Mit fast 2000 Besuchern auch bei den allseits beliebten Weinfesten in der Festhalle konnte die Amicitia ein kleines Vermögen aufbauen, von dem der Verein dank sparsamer Führung bis heute zehrt. „Die Leute standen Schlange, um Karten zu bekommen“, beschreibt der Schriftführer die Beliebtheit. Großen Zulauf fanden auch die Nikolausfeiern, die der vor wenigen Jahren verstorbene Paul Krafzig als Nikolaus mit großer Liebe für die Kinder gestaltete. „Einmal waren es 132 Kinder“, findet Karl Manderscheid in seinen Aufzeichnungen.

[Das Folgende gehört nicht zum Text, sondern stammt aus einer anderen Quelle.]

//! Named schedule profiles.
//!
//! A profile is a fixed ladder of day intervals indexed by review count.
//! The scheduling algorithm is identical across profiles; only the ladder
//! differs. The active profile is a per-database setting.

use serde::Serialize;

/// A named interval ladder
#[derive(Debug, Serialize)]
pub struct ScheduleProfile {
  pub name: &'static str,
  /// Day intervals, all >= 1, in ascending order
  pub ladder: &'static [i64],
}

pub const PROFILES: [ScheduleProfile; 3] = [
  ScheduleProfile {
    name: "default",
    ladder: &[3, 7, 15, 30, 60, 120, 240],
  },
  ScheduleProfile {
    name: "intensive",
    ladder: &[1, 3, 7, 14, 30, 60, 120],
  },
  ScheduleProfile {
    name: "relaxed",
    ladder: &[7, 15, 30, 60, 120, 240, 365],
  },
];

/// Look up a profile by name
pub fn get_profile(name: &str) -> Option<&'static ScheduleProfile> {
  PROFILES.iter().find(|p| p.name == name)
}

pub fn default_profile() -> &'static ScheduleProfile {
  &PROFILES[0]
}
use axum::extract::{Path, State};
use axum::http::StatusCode;
use axum::{Json, response::IntoResponse};
use chrono::{DateTime, Utc};
use serde::{Deserialize, Serialize};

use crate::config;
use crate::db::{self, DbPool};
use crate::domain::{ReviewLog, ScheduleState, TrackedVerse, VerseRef};

use super::{ApiError, bad_request, conflict, db_unavailable, internal, not_found};

#[derive(Serialize)]
pub struct VerseResponse {
  pub id: i64,
  pub reference: String,
  pub surah_name: &'static str,
  pub schedule: ScheduleState,
  pub learned_at: DateTime<Utc>,
}

impl From<TrackedVerse> for VerseResponse {
  fn from(v: TrackedVerse) -> Self {
    Self {
      id: v.id,
      reference: v.verse.to_string(),
      surah_name: v.verse.surah_name(),
      schedule: v.schedule,
      learned_at: v.learned_at,
    }
  }
}

/// Everything currently tracked, in mushaf order
pub async fn list_verses(State(pool): State<DbPool>) -> Result<Json<Vec<VerseResponse>>, ApiError> {
  let conn = db::try_lock(&pool).map_err(|_| db_unavailable())?;
  let verses = db::get_all_tracked(&conn).map_err(internal)?;
  Ok(Json(verses.into_iter().map(VerseResponse::from).collect()))
}

#[derive(Deserialize)]
pub struct TrackRequest {
  /// "surah:ayah" notation, e.g. "2:255"
  pub reference: String,
}

/// Start tracking a freshly memorized ayah
pub async fn track_verse(
  State(pool): State<DbPool>,
  Json(req): Json<TrackRequest>,
) -> Result<impl IntoResponse, ApiError> {
  let verse = VerseRef::from_str(&req.reference).ok_or_else(|| {
    bad_request(format!(
      "'{}' is not a valid verse reference (expected surah:ayah, e.g. 2:255)",
      req.reference
    ))
  })?;

  let conn = db::try_lock(&pool).map_err(|_| db_unavailable())?;

  if db::get_verse_by_ref(&conn, verse).map_err(internal)?.is_some() {
    return Err(conflict(format!("{verse} is already being tracked")));
  }

  let mut tracked = TrackedVerse::new(verse, Utc::now());
  tracked.id = db::insert_tracked_verse(&conn, &tracked).map_err(internal)?;
  tracing::info!("tracking {} ({})", tracked.verse, tracked.verse.surah_name());

  Ok((StatusCode::CREATED, Json(VerseResponse::from(tracked))))
}

#[derive(Serialize)]
pub struct VerseDetailResponse {
  #[serde(flatten)]
  pub verse: VerseResponse,
  pub recent_reviews: Vec<ReviewLog>,
}

/// One verse with its recent review history
pub async fn verse_detail(
  State(pool): State<DbPool>,
  Path(id): Path<i64>,
) -> Result<Json<VerseDetailResponse>, ApiError> {
  let conn = db::try_lock(&pool).map_err(|_| db_unavailable())?;
  let verse = db::get_verse_by_id(&conn, id)
    .map_err(internal)?
    .ok_or_else(|| not_found(format!("no tracked verse with id {id}")))?;
  let recent_reviews =
    db::get_reviews_for_verse(&conn, id, config::REVIEW_HISTORY_LIMIT).map_err(internal)?;

  Ok(Json(VerseDetailResponse {
    verse: VerseResponse::from(verse),
    recent_reviews,
  }))
}

/// Stop tracking a verse and drop its review history
pub async fn untrack_verse(
  State(pool): State<DbPool>,
  Path(id): Path<i64>,
) -> Result<StatusCode, ApiError> {
  let conn = db::try_lock(&pool).map_err(|_| db_unavailable())?;
  if db::delete_tracked(&conn, id).map_err(internal)? {
    Ok(StatusCode::NO_CONTENT)
  } else {
    Err(not_found(format!("no tracked verse with id {id}")))
  }
}
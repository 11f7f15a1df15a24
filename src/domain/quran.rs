//! Static surah metadata (Hafs/Uthmani ayah counts).

/// One surah of the Quran
pub struct Surah {
  pub number: u16,
  pub name: &'static str,
  pub ayah_count: u16,
}

pub const SURAH_COUNT: u16 = 114;

const fn surah(number: u16, name: &'static str, ayah_count: u16) -> Surah {
  Surah { number, name, ayah_count }
}

pub const SURAHS: [Surah; 114] = [
  surah(1, "Al-Fatihah", 7),
  surah(2, "Al-Baqarah", 286),
  surah(3, "Aal Imran", 200),
  surah(4, "An-Nisa", 176),
  surah(5, "Al-Ma'idah", 120),
  surah(6, "Al-An'am", 165),
  surah(7, "Al-A'raf", 206),
  surah(8, "Al-Anfal", 75),
  surah(9, "At-Tawbah", 129),
  surah(10, "Yunus", 109),
  surah(11, "Hud", 123),
  surah(12, "Yusuf", 111),
  surah(13, "Ar-Ra'd", 43),
  surah(14, "Ibrahim", 52),
  surah(15, "Al-Hijr", 99),
  surah(16, "An-Nahl", 128),
  surah(17, "Al-Isra", 111),
  surah(18, "Al-Kahf", 110),
  surah(19, "Maryam", 98),
  surah(20, "Ta-Ha", 135),
  surah(21, "Al-Anbya", 112),
  surah(22, "Al-Hajj", 78),
  surah(23, "Al-Mu'minun", 118),
  surah(24, "An-Nur", 64),
  surah(25, "Al-Furqan", 77),
  surah(26, "Ash-Shu'ara", 227),
  surah(27, "An-Naml", 93),
  surah(28, "Al-Qasas", 88),
  surah(29, "Al-Ankabut", 69),
  surah(30, "Ar-Rum", 60),
  surah(31, "Luqman", 34),
  surah(32, "As-Sajdah", 30),
  surah(33, "Al-Ahzab", 73),
  surah(34, "Saba", 54),
  surah(35, "Fatir", 45),
  surah(36, "Ya-Sin", 83),
  surah(37, "As-Saffat", 182),
  surah(38, "Sad", 88),
  surah(39, "Az-Zumar", 75),
  surah(40, "Ghafir", 85),
  surah(41, "Fussilat", 54),
  surah(42, "Ash-Shura", 53),
  surah(43, "Az-Zukhruf", 89),
  surah(44, "Ad-Dukhan", 59),
  surah(45, "Al-Jathiyah", 37),
  surah(46, "Al-Ahqaf", 35),
  surah(47, "Muhammad", 38),
  surah(48, "Al-Fath", 29),
  surah(49, "Al-Hujurat", 18),
  surah(50, "Qaf", 45),
  surah(51, "Adh-Dhariyat", 60),
  surah(52, "At-Tur", 49),
  surah(53, "An-Najm", 62),
  surah(54, "Al-Qamar", 55),
  surah(55, "Ar-Rahman", 78),
  surah(56, "Al-Waqi'ah", 96),
  surah(57, "Al-Hadid", 29),
  surah(58, "Al-Mujadila", 22),
  surah(59, "Al-Hashr", 24),
  surah(60, "Al-Mumtahanah", 13),
  surah(61, "As-Saff", 14),
  surah(62, "Al-Jumu'ah", 11),
  surah(63, "Al-Munafiqun", 11),
  surah(64, "At-Taghabun", 18),
  surah(65, "At-Talaq", 12),
  surah(66, "At-Tahrim", 12),
  surah(67, "Al-Mulk", 30),
  surah(68, "Al-Qalam", 52),
  surah(69, "Al-Haqqah", 52),
  surah(70, "Al-Ma'arij", 44),
  surah(71, "Nuh", 28),
  surah(72, "Al-Jinn", 28),
  surah(73, "Al-Muzzammil", 20),
  surah(74, "Al-Muddaththir", 56),
  surah(75, "Al-Qiyamah", 40),
  surah(76, "Al-Insan", 31),
  surah(77, "Al-Mursalat", 50),
  surah(78, "An-Naba", 40),
  surah(79, "An-Nazi'at", 46),
  surah(80, "Abasa", 42),
  surah(81, "At-Takwir", 29),
  surah(82, "Al-Infitar", 19),
  surah(83, "Al-Mutaffifin", 36),
  surah(84, "Al-Inshiqaq", 25),
  surah(85, "Al-Buruj", 22),
  surah(86, "At-Tariq", 17),
  surah(87, "Al-A'la", 19),
  surah(88, "Al-Ghashiyah", 26),
  surah(89, "Al-Fajr", 30),
  surah(90, "Al-Balad", 20),
  surah(91, "Ash-Shams", 15),
  surah(92, "Al-Layl", 21),
  surah(93, "Ad-Duha", 11),
  surah(94, "Ash-Sharh", 8),
  surah(95, "At-Tin", 8),
  surah(96, "Al-Alaq", 19),
  surah(97, "Al-Qadr", 5),
  surah(98, "Al-Bayyinah", 8),
  surah(99, "Az-Zalzalah", 8),
  surah(100, "Al-Adiyat", 11),
  surah(101, "Al-Qari'ah", 11),
  surah(102, "At-Takathur", 8),
  surah(103, "Al-Asr", 3),
  surah(104, "Al-Humazah", 9),
  surah(105, "Al-Fil", 5),
  surah(106, "Quraysh", 4),
  surah(107, "Al-Ma'un", 7),
  surah(108, "Al-Kawthar", 3),
  surah(109, "Al-Kafirun", 6),
  surah(110, "An-Nasr", 3),
  surah(111, "Al-Masad", 5),
  surah(112, "Al-Ikhlas", 4),
  surah(113, "Al-Falaq", 5),
  surah(114, "An-Nas", 6),
];

/// Get surah metadata by number (1-114)
pub fn get_surah(number: u16) -> Option<&'static Surah> {
  if number == 0 || number > SURAH_COUNT {
    return None;
  }
  SURAHS.get(number as usize - 1)
}

/// Total ayah count across the whole mushaf
pub fn total_ayah_count() -> i64 {
  SURAHS.iter().map(|s| s.ayah_count as i64).sum()
}
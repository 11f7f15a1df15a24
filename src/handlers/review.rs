use axum::{Json, extract::State};
use chrono::Utc;
use serde::{Deserialize, Serialize};
use std::collections::HashMap;

use crate::db::{self, DbPool};
use crate::domain::{Quality, ReviewLog, ScheduleState, TrackedVerse};
use crate::srs;

use super::{ApiError, bad_request, db_unavailable, internal, not_found};

#[derive(Serialize)]
pub struct DueVerse {
  pub verse_id: i64,
  pub reference: String,
  pub surah_name: &'static str,
  pub days_overdue: i64,
  pub schedule: ScheduleState,
}

#[derive(Serialize)]
pub struct DueResponse {
  pub count: usize,
  pub verses: Vec<DueVerse>,
}

/// What's due right now, most overdue first
pub async fn due_verses(State(pool): State<DbPool>) -> Result<Json<DueResponse>, ApiError> {
  let conn = db::try_lock(&pool).map_err(|_| db_unavailable())?;
  let now = Utc::now();

  let tracked = db::get_all_tracked(&conn).map_err(internal)?;
  let by_id: HashMap<i64, &TrackedVerse> = tracked.iter().map(|t| (t.id, t)).collect();

  let states: Vec<(i64, ScheduleState)> =
    tracked.iter().map(|t| (t.id, t.schedule.clone())).collect();
  let due = srs::select_due(&states, now);

  let verses = due
    .into_iter()
    .filter_map(|item| {
      let tracked = by_id.get(&item.verse_id)?;
      Some(DueVerse {
        verse_id: item.verse_id,
        reference: tracked.verse.to_string(),
        surah_name: tracked.verse.surah_name(),
        days_overdue: item.days_overdue,
        schedule: item.schedule,
      })
    })
    .collect::<Vec<_>>();

  Ok(Json(DueResponse {
    count: verses.len(),
    verses,
  }))
}

#[derive(Deserialize)]
pub struct ReviewRequest {
  pub verse_id: i64,
  pub quality: String,
}

#[derive(Serialize)]
pub struct ReviewResponse {
  pub verse_id: i64,
  pub reference: String,
  pub schedule: ScheduleState,
}

/// Complete one review: load the verse's state, run the scheduler, and
/// write the result back, all under a single database lock so concurrent
/// reviews of the same verse cannot lose an update.
pub async fn submit_review(
  State(pool): State<DbPool>,
  Json(req): Json<ReviewRequest>,
) -> Result<Json<ReviewResponse>, ApiError> {
  let quality = Quality::from_str(&req.quality).ok_or_else(|| {
    bad_request(format!(
      "unknown quality '{}' (expected hard, good or easy)",
      req.quality
    ))
  })?;

  let conn = db::try_lock(&pool).map_err(|_| db_unavailable())?;
  let now = Utc::now();

  let verse = db::get_verse_by_id(&conn, req.verse_id)
    .map_err(internal)?
    .ok_or_else(|| not_found(format!("no tracked verse with id {}", req.verse_id)))?;

  let profile = db::get_active_profile(&conn);
  let next = srs::compute_next(Some(&verse.schedule), quality, now, profile).map_err(internal)?;

  db::update_after_review(&conn, verse.id, &next).map_err(internal)?;
  let log = ReviewLog::new(verse.id, quality, next.interval_days, now);
  db::insert_review_log(&conn, &log).map_err(internal)?;

  tracing::debug!(
    "reviewed {} as {}: next due in {} days",
    verse.verse,
    quality.as_str(),
    next.interval_days
  );

  Ok(Json(ReviewResponse {
    verse_id: verse.id,
    reference: verse.verse.to_string(),
    schedule: next,
  }))
}
#[allow(clippy::module_inception)]
pub mod auth;
pub mod jwt;
pub mod middleware;
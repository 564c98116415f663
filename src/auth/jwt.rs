use jsonwebtoken::{DecodingKey, Validation, decode};
use serde::{Deserialize, Serialize};

#[derive(Debug, Serialize, Deserialize)]
pub struct Claims {
    pub user_id: u64,
    pub sub: String,
    pub role: u8, // role id
    pub exp: usize,
    pub jti: String,

    pub token_type: TokenType,
    /// Present only if this user is linked to an employee record
    pub employee_id: Option<u64>,
}

#[derive(Debug, Serialize, Deserialize, PartialEq, Eq)]
pub enum TokenType {
    Access,
    Refresh,
}

/// Decodes an access token. Refresh tokens are refused here; they are only
/// good for minting new access tokens upstream.
pub fn verify_token(token: &str, secret: &str) -> Result<Claims, String> {
    let claims = decode::<Claims>(
        token,
        &DecodingKey::from_secret(secret.as_bytes()),
        &Validation::default(),
    )
    .map(|data| data.claims)
    .map_err(|e| e.to_string())?;

    if claims.token_type != TokenType::Access {
        return Err("Access token required".to_string());
    }
    Ok(claims)
}
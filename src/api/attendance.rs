use actix_web::{HttpResponse, Responder, web};
use chrono::NaiveDate;
use serde::Deserialize;
use utoipa::{IntoParams, ToSchema};

use crate::auth::auth::AuthUser;
use crate::engine::LeaveEngine;
use crate::engine::attendance_service::RecordAttendance;
use crate::model::date_range::DateRange;

#[derive(Deserialize, IntoParams, ToSchema)]
pub struct AttendanceQuery {
    /// Defaults to the caller's own employee id
    #[schema(example = 1000)]
    pub employee_id: Option<u64>,
    #[schema(example = "2025-06-01", format = "date", value_type = String)]
    #[param(value_type = String, format = Date)]
    pub from: NaiveDate,
    #[schema(example = "2025-06-30", format = "date", value_type = String)]
    #[param(value_type = String, format = Date)]
    pub to: NaiveDate,
}

/// Record (or clear) one day of attendance
#[utoipa::path(
    put,
    path = "/api/v1/attendance",
    request_body = RecordAttendance,
    responses(
        (status = 200, description = "Stored row; `applied` is false when a higher-priority row kept the day", body = crate::engine::attendance_service::AttendanceOutcome),
        (status = 401, description = "Unauthorized"),
        (status = 403, description = "Month locked, timesheet blocked or day owned by a leave request", body = Object, example = json!({
            "message": "Timesheet is blocked from 2025-06-01 to 2025-06-30: Payroll closed"
        })),
        (status = 500, description = "Internal server error")
    ),
    security(
        ("bearer_auth" = [])
    ),
    tag = "Attendance"
)]
pub async fn record_attendance(
    auth: AuthUser,
    engine: web::Data<LeaveEngine>,
    body: web::Json<RecordAttendance>,
) -> actix_web::Result<impl Responder> {
    let outcome = engine
        .record_attendance(&auth.actor(), body.into_inner())
        .await?;
    Ok(HttpResponse::Ok().json(outcome))
}

/// Ledger rows of one employee for a date range
#[utoipa::path(
    get,
    path = "/api/v1/attendance",
    params(AttendanceQuery),
    responses(
        (status = 200, description = "Rows ordered by date", body = [crate::model::attendance::AttendanceRecord]),
        (status = 400, description = "Invalid range"),
        (status = 401, description = "Unauthorized"),
        (status = 403, description = "Cannot act for another employee"),
        (status = 500, description = "Internal server error")
    ),
    security(
        ("bearer_auth" = [])
    ),
    tag = "Attendance"
)]
pub async fn list_attendance(
    auth: AuthUser,
    engine: web::Data<LeaveEngine>,
    query: web::Query<AttendanceQuery>,
) -> actix_web::Result<impl Responder> {
    let range = DateRange::new(query.from, query.to)?;
    let rows = engine
        .list_attendance(&auth.actor(), query.employee_id, range)
        .await?;
    Ok(HttpResponse::Ok().json(rows))
}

Besonders schön war das Erlebnis, als es zu schneien begann und der Nikolaus aus dem weiß verzuckerten Fasaneriewald auftrat. In den 1980er Jahren veranstaltete der Geselligkeits- und Unterhaltungsverein beim Stadtfest ein Meerschweinchenrennen.

Zahllose Fahrten und Reisen trugen den Namen Zweibrücken und Amicitia weit über Deutschland hinaus. 2000 Mitglieder waren es in den 1980er Jahren. „Da waren wir mit drei voll besetzten Bussen unterwegs“, weiß der Senior zu berichten. Heute hat der Verein noch rund 300 Mitglieder.

Auch der Vorstand der Aktiven ist von ehemals über 50 auf rund 20 Personen geschrumpft. Nach wie vor sind hier ausschließlich Männer vertreten. „Es besteht die Überlegung, auch Frauen zu motivieren“, nennt Karl Manderscheid einen Schritt in die Zukunft des Vereins. Entsprechend kleiner geworden sind die Reisegruppen. Bälle werden schon lange keine mehr veranstaltet, weil das Interesse der Gesellschaft sich gewandelt hat. Als zahlreiche andere Vereine begannen, Weinfeste auszurichten, stellte die Amicitia ihre Aktivität ein. 2009 wurde zum 140-jährigen Bestehen im Rosengarten eine gelbe Rose auf den Namen Amicitia getauft.

 2009 wurde anlässlich des 140-jährigen Vereinsbestehens im Rosengarten eine Rose Amicitia (Freundschaft) getauft.

2009 wurde anlässlich des 140-jährigen Vereinsbestehens im Rosengarten eine Rose Amicitia (Freundschaft) getauft.

Foto: Cordula von Waldow

Mit dem Frühschoppen jeweils am Ostermontag und am Zweiten Weihnachtsfeiertag lebt die Geselligkeit fort. Beim Freundschaftsabend werden langjährige Mitglieder geehrt und auch sonst stehen freundschaftliche Begegnungen im Mittelpunkt. Sein Bestehen feiert der Verein im Rahmen des Saarländertags am 15. August in der Zweibrücker Innenstadt mit einem großen Musikprogramm.